## The problem:
Using the data below, copy out all lines with the word "struct".

------------------------------------------------------------

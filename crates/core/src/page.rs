//! Pagination for listing queries.

use serde::{Deserialize, Serialize};

/// Maximum page size a caller may request.
pub const MAX_PAGE_SIZE: u32 = 1000;

/// Pagination parameters (limit/offset).
#[derive(Debug, Clone, Copy, PartialEq, Eq, Serialize, Deserialize)]
pub struct Pagination {
    /// Maximum number of items to return.
    pub limit: u32,
    /// Offset into the filtered result (0-based).
    pub offset: u32,
}

impl Default for Pagination {
    fn default() -> Self {
        Self {
            limit: 50,
            offset: 0,
        }
    }
}

impl Pagination {
    pub fn new(limit: Option<u32>, offset: Option<u32>) -> Self {
        Self {
            limit: limit.unwrap_or(50).min(MAX_PAGE_SIZE),
            offset: offset.unwrap_or(0),
        }
    }

    /// Everything, up to the page size cap.
    pub fn all() -> Self {
        Self::new(Some(MAX_PAGE_SIZE), None)
    }
}

/// One page of a filtered listing.
#[derive(Debug, Clone, PartialEq, Serialize, Deserialize)]
pub struct Page<T> {
    pub items: Vec<T>,
    /// Number of items matching the filter across all pages.
    pub total: u64,
    pub pagination: Pagination,
    pub has_more: bool,
}

impl<T> Page<T> {
    /// Slice an already filtered and ordered result set.
    pub fn slice(items: Vec<T>, pagination: Pagination) -> Self {
        let total = items.len();
        let start = (pagination.offset as usize).min(total);
        let end = start.saturating_add(pagination.limit as usize).min(total);
        let items: Vec<T> = items.into_iter().skip(start).take(end - start).collect();

        Self {
            items,
            total: total as u64,
            pagination,
            has_more: end < total,
        }
    }

    pub fn map<U>(self, f: impl FnMut(T) -> U) -> Page<U> {
        Page {
            items: self.items.into_iter().map(f).collect(),
            total: self.total,
            pagination: self.pagination,
            has_more: self.has_more,
        }
    }
}
impl BatchProcessor {
    pub fn new(config: BatchConfig, monitor: Arc<PerformanceMonitor>) -> Self {
        Self {
            config,
            jobs: Mutex::new(HashMap::new()),
            monitor,
        }
    }

    pub fn config(&self) -> &BatchConfig {
        &self.config
    }

    fn jobs(&self) -> MutexGuard<'_, HashMap<BatchJobId, BatchEntry>> {
        self.jobs.lock().unwrap_or_else(|poisoned| poisoned.into_inner())
    }

    /// Apply `f` to the stored job and return the updated snapshot.
    fn update<T>(
        &self,
        id: BatchJobId,
        f: impl FnOnce(&mut BatchEntry) -> EngineResult<T>,
    ) -> EngineResult<T> {
        let mut jobs = self.jobs();
        let entry = jobs
            .get_mut(&id)
            .ok_or_else(|| EngineError::not_found("batch job", id))?;
        f(entry)
    }

    pub fn create_batch_job(&self, spec: BatchJobSpec) -> EngineResult<BatchJob> {
        if spec.name.trim().is_empty() {
            return Err(EngineError::validation("batch job name must not be empty"));
        }
        let chunk_size = spec.chunk_size.unwrap_or(self.config.default_chunk_size);
        if chunk_size == 0 {
            return Err(EngineError::validation("chunk size must be at least 1"));
        }

        let now = Utc::now();
        let job = BatchJob {
            id: BatchJobId::new(),
            name: spec.name,
            status: BatchStatus::Pending,
            progress: 0.0,
            records_processed: 0,
            total_records: spec.total_records,
            error_count: 0,
            retry_count: 0,
            max_retries: spec.max_retries.unwrap_or(self.config.default_max_retries),
            chunk_size,
            cursor: 0,
            created_at: now,
            started_at: None,
            completed_at: None,
            updated_at: now,
            error: None,
        };
        info!(batch_id = %job.id, name = %job.name, chunk_size, "batch job created");
        self.jobs().insert(
            job.id,
            BatchEntry {
                job: job.clone(),
                stop: None,
            },
        );
        Ok(job)
    }

    pub fn get_batch_job(&self, id: BatchJobId) -> EngineResult<BatchJob> {
        self.jobs()
            .get(&id)
            .map(|entry| entry.job.clone())
            .ok_or_else(|| EngineError::not_found("batch job", id))
    }

    /// Pending jobs, oldest first.
    pub fn get_pending_batch_jobs(&self) -> Vec<BatchJob> {
        let mut pending: Vec<BatchJob> = self
            .jobs()
            .values()
            .filter(|entry| entry.job.status == BatchStatus::Pending)
            .map(|entry| entry.job.clone())
            .collect();
        pending.sort_by(|a, b| a.created_at.cmp(&b.created_at).then(a.id.cmp(&b.id)));
        pending
    }

    /// Process a pending or paused job until it completes, fails, or is
    /// paused/cancelled. Returns the job as it was left.
    pub async fn start_batch_processing<S, H>(
        &self,
        id: BatchJobId,
        source: &S,
        handler: &H,
    ) -> EngineResult<BatchJob>
    where
        S: BatchSource + ?Sized,
        H: RecordHandler + ?Sized,
    {
        let mut job = self.update(id, |entry| {
            let job = &mut entry.job;
            if !matches!(job.status, BatchStatus::Pending | BatchStatus::Paused) {
                return Err(EngineError::invalid_transition(job.status, BatchStatus::Running));
            }
            let now = Utc::now();
            job.status = BatchStatus::Running;
            job.started_at.get_or_insert(now);
            job.updated_at = now;
            if job.total_records.is_none() {
                job.total_records = source.total();
            }
            entry.stop = None;
            Ok(job.clone())
        })?;
        info!(batch_id = %id, cursor = job.cursor, "batch processing started");

        loop {
            let records = match source.fetch(job.cursor, job.chunk_size).await {
                Ok(records) => records,
                Err(e) => {
                    warn!(batch_id = %id, cursor = job.cursor, error = %e, "batch source failed");
                    return self.finish(id, BatchStatus::Failed, Some(format!("source failed: {e}")));
                }
            };
            if records.is_empty() {
                return self.finish(id, BatchStatus::Completed, None);
            }

            let fetched = records.len();
            let token = self.monitor.start_timing("batch.chunk");
            let mut chunk_errors = 0u64;
            for record in records {
                if let Err(e) | Ok(Err(e)) = catch_unwind(handler.handle(record)).await {
                    chunk_errors += 1;
                    debug!(batch_id = %id, error = %e, "batch record failed");
                }
            }
            self.monitor.end_timing("batch.chunk", token, chunk_errors == 0);

            let threshold = self.config.error_rate_threshold;
            let min_records = self.config.min_records_for_error_rate;
            let (snapshot, stop) = self.update(id, |entry| {
                let job = &mut entry.job;
                job.cursor += fetched as u64;
                job.records_processed += fetched as u64;
                job.error_count += chunk_errors;
                job.updated_at = Utc::now();
                if let Some(total) = job.total_records.filter(|t| *t > 0) {
                    job.progress = (job.records_processed as f64 / total as f64 * 100.0).min(100.0);
                }
                Ok((job.clone(), entry.stop))
            })?;
            job = snapshot;
            debug!(
                batch_id = %id,
                records_processed = job.records_processed,
                error_count = job.error_count,
                progress = job.progress,
                "batch chunk processed"
            );

            if job.records_processed >= min_records && job.error_rate() > threshold {
                let message = format!(
                    "error rate {:.3} exceeds threshold {:.3}",
                    job.error_rate(),
                    threshold
                );
                warn!(batch_id = %id, error = %message, "batch job aborted");
                return self.finish(id, BatchStatus::Failed, Some(message));
            }
            if fetched < job.chunk_size {
                return self.finish(id, BatchStatus::Completed, None);
            }
            match stop {
                Some(StopRequest::Pause) => return self.settle(id, BatchStatus::Paused),
                Some(StopRequest::Cancel) => return self.finish(id, BatchStatus::Cancelled, None),
                None => {}
            }
        }
    }

    fn finish(&self, id: BatchJobId, status: BatchStatus, error: Option<String>) -> EngineResult<BatchJob> {
        let job = self.update(id, |entry| {
            entry.job.finish(status);
            entry.job.error = error;
            entry.stop = None;
            Ok(entry.job.clone())
        })?;
        info!(
            batch_id = %id,
            status = %status,
            records_processed = job.records_processed,
            error_count = job.error_count,
            "batch processing finished"
        );
        Ok(job)
    }

    fn settle(&self, id: BatchJobId, status: BatchStatus) -> EngineResult<BatchJob> {
        let job = self.update(id, |entry| {
            entry.job.status = status;
            entry.job.updated_at = Utc::now();
            entry.stop = None;
            Ok(entry.job.clone())
        })?;
        info!(batch_id = %id, status = %status, cursor = job.cursor, "batch processing suspended");
        Ok(job)
    }

    /// Pause a job. A running job stops after its current chunk.
    pub fn pause_batch_job(&self, id: BatchJobId) -> EngineResult<BatchJob> {
        self.update(id, |entry| match entry.job.status {
            BatchStatus::Pending => {
                entry.job.status = BatchStatus::Paused;
                entry.job.updated_at = Utc::now();
                Ok(entry.job.clone())
            }
            BatchStatus::Running => {
                entry.stop = Some(StopRequest::Pause);
                Ok(entry.job.clone())
            }
            BatchStatus::Paused => Ok(entry.job.clone()),
            other => Err(EngineError::invalid_transition(other, BatchStatus::Paused)),
        })
    }

    /// Cancel a job. A running job stops after its current chunk.
    pub fn cancel_batch_job(&self, id: BatchJobId) -> EngineResult<BatchJob> {
        let job = self.update(id, |entry| match entry.job.status {
            BatchStatus::Pending | BatchStatus::Paused | BatchStatus::Failed => {
                entry.job.finish(BatchStatus::Cancelled);
                Ok(entry.job.clone())
            }
            BatchStatus::Running => {
                entry.stop = Some(StopRequest::Cancel);
                Ok(entry.job.clone())
            }
            other => Err(EngineError::invalid_transition(other, BatchStatus::Cancelled)),
        })?;
        info!(batch_id = %id, status = %job.status, "batch job cancel requested");
        Ok(job)
    }

    /// Reset a failed job to `pending` for another run.
    pub fn retry_failed_batch_job(&self, id: BatchJobId) -> EngineResult<BatchJob> {
        let job = self.update(id, |entry| {
            let job = &mut entry.job;
            if job.status != BatchStatus::Failed {
                return Err(EngineError::invalid_transition(job.status, BatchStatus::Pending));
            }
            if job.retry_count >= job.max_retries {
                return Err(EngineError::RetryExhausted {
                    id: id.to_string(),
                    max_retries: job.max_retries,
                });
            }
            job.status = BatchStatus::Pending;
            job.retry_count += 1;
            job.progress = 0.0;
            job.records_processed = 0;
            job.error_count = 0;
            job.cursor = 0;
            job.started_at = None;
            job.completed_at = None;
            job.error = None;
            job.updated_at = Utc::now();
            entry.stop = None;
            Ok(job.clone())
        })?;
        info!(batch_id = %id, retry_count = job.retry_count, max_retries = job.max_retries, "batch job reset for retry");
        Ok(job)
    }
}
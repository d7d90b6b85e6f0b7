//! Record storage seam.
//!
//! Services keep their state behind [`RecordStore`] so a persistent backend
//! can replace the in-memory map without touching service logic.

use std::collections::HashMap;
use std::hash::Hash;
use std::sync::{Arc, RwLock};

use riskwatch_core::EngineError;

/// Keyed record storage.
pub trait RecordStore<K, V>: Send + Sync {
    fn get(&self, key: &K) -> Result<Option<V>, StoreError>;

    /// Insert or replace; returns the previous value.
    fn upsert(&self, key: K, value: V) -> Result<Option<V>, StoreError>;

    /// Insert only if the key is free.
    fn insert_new(&self, key: K, value: V) -> Result<(), StoreError>;

    fn delete(&self, key: &K) -> Result<Option<V>, StoreError>;

    /// All values matching `predicate`, in unspecified order.
    fn query(&self, predicate: &dyn Fn(&V) -> bool) -> Result<Vec<V>, StoreError>;

    fn len(&self) -> Result<usize, StoreError>;

    fn is_empty(&self) -> Result<bool, StoreError> {
        Ok(self.len()? == 0)
    }
}

/// Store error.
#[derive(Debug, Clone, PartialEq, Eq, thiserror::Error)]
pub enum StoreError {
    #[error("store lock poisoned")]
    Poisoned,
    #[error("record already exists: {0}")]
    AlreadyExists(String),
    #[error("storage backend error: {0}")]
    Backend(String),
}

impl From<StoreError> for EngineError {
    fn from(err: StoreError) -> Self {
        EngineError::storage(err.to_string())
    }
}

/// In-memory store for tests/dev and the default engine wiring.
#[derive(Debug)]
pub struct InMemoryStore<K, V> {
    records: RwLock<HashMap<K, V>>,
}

impl<K, V> InMemoryStore<K, V> {
    pub fn new() -> Self {
        Self {
            records: RwLock::new(HashMap::new()),
        }
    }

    pub fn arc() -> Arc<Self> {
        Arc::new(Self::new())
    }
}

impl<K, V> Default for InMemoryStore<K, V> {
    fn default() -> Self {
        Self::new()
    }
}

impl<K, V> RecordStore<K, V> for InMemoryStore<K, V>
where
    K: Eq + Hash + Clone + std::fmt::Debug + Send + Sync,
    V: Clone + Send + Sync,
{
    fn get(&self, key: &K) -> Result<Option<V>, StoreError> {
        let records = self.records.read().map_err(|_| StoreError::Poisoned)?;
        Ok(records.get(key).cloned())
    }

    fn upsert(&self, key: K, value: V) -> Result<Option<V>, StoreError> {
        let mut records = self.records.write().map_err(|_| StoreError::Poisoned)?;
        Ok(records.insert(key, value))
    }

    fn insert_new(&self, key: K, value: V) -> Result<(), StoreError> {
        let mut records = self.records.write().map_err(|_| StoreError::Poisoned)?;
        if records.contains_key(&key) {
            return Err(StoreError::AlreadyExists(format!("{key:?}")));
        }
        records.insert(key, value);
        Ok(())
    }

    fn delete(&self, key: &K) -> Result<Option<V>, StoreError> {
        let mut records = self.records.write().map_err(|_| StoreError::Poisoned)?;
        Ok(records.remove(key))
    }

    fn query(&self, predicate: &dyn Fn(&V) -> bool) -> Result<Vec<V>, StoreError> {
        let records = self.records.read().map_err(|_| StoreError::Poisoned)?;
        Ok(records.values().filter(|v| predicate(v)).cloned().collect())
    }

    fn len(&self) -> Result<usize, StoreError> {
        let records = self.records.read().map_err(|_| StoreError::Poisoned)?;
        Ok(records.len())
    }
}
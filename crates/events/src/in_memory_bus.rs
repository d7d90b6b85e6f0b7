//! In-process event bus.

use std::sync::RwLock;

use tokio::sync::broadcast;

use crate::bus::{EventBus, PublishError, Subscription};

/// Default number of messages a lagging subscriber may fall behind.
pub const DEFAULT_CAPACITY: usize = 1024;

/// In-memory pub/sub bus backed by a tokio broadcast channel.
///
/// - No IO
/// - Best-effort fan-out
/// - `close()` ends every subscription once its backlog is drained
#[derive(Debug)]
pub struct InMemoryEventBus<M> {
    sender: RwLock<Option<broadcast::Sender<M>>>,
}

impl<M: Clone + Send + 'static> InMemoryEventBus<M> {
    pub fn new() -> Self {
        Self::with_capacity(DEFAULT_CAPACITY)
    }

    pub fn with_capacity(capacity: usize) -> Self {
        let (sender, _) = broadcast::channel(capacity.max(1));
        Self {
            sender: RwLock::new(Some(sender)),
        }
    }

    /// Drop the sending side. Later publishes fail with [`PublishError::Closed`].
    pub fn close(&self) {
        if let Ok(mut sender) = self.sender.write() {
            sender.take();
        }
    }

    pub fn is_closed(&self) -> bool {
        self.sender.read().map(|s| s.is_none()).unwrap_or(true)
    }
}

impl<M: Clone + Send + 'static> Default for InMemoryEventBus<M> {
    fn default() -> Self {
        Self::new()
    }
}

impl<M> EventBus<M> for InMemoryEventBus<M>
where
    M: Clone + Send + Sync + 'static,
{
    fn publish(&self, message: M) -> Result<usize, PublishError> {
        let sender = self.sender.read().map_err(|_| PublishError::Closed)?;
        match sender.as_ref() {
            // A send error only means there are no receivers right now.
            Some(tx) => Ok(tx.send(message).unwrap_or(0)),
            None => Err(PublishError::Closed),
        }
    }

    fn subscribe(&self) -> Subscription<M> {
        match self.sender.read().ok().and_then(|s| s.as_ref().map(|tx| tx.subscribe())) {
            Some(rx) => Subscription::new(rx),
            None => {
                // Closed bus: hand out a subscription that ends immediately.
                let (tx, rx) = broadcast::channel(1);
                drop(tx);
                Subscription::new(rx)
            }
        }
    }
}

------------------------------------------------------------

## Answer to this problem:
pub struct Pagination {
pub struct Page<T> {
pub struct InMemoryStore<K, V> {
pub struct InMemoryEventBus<M> {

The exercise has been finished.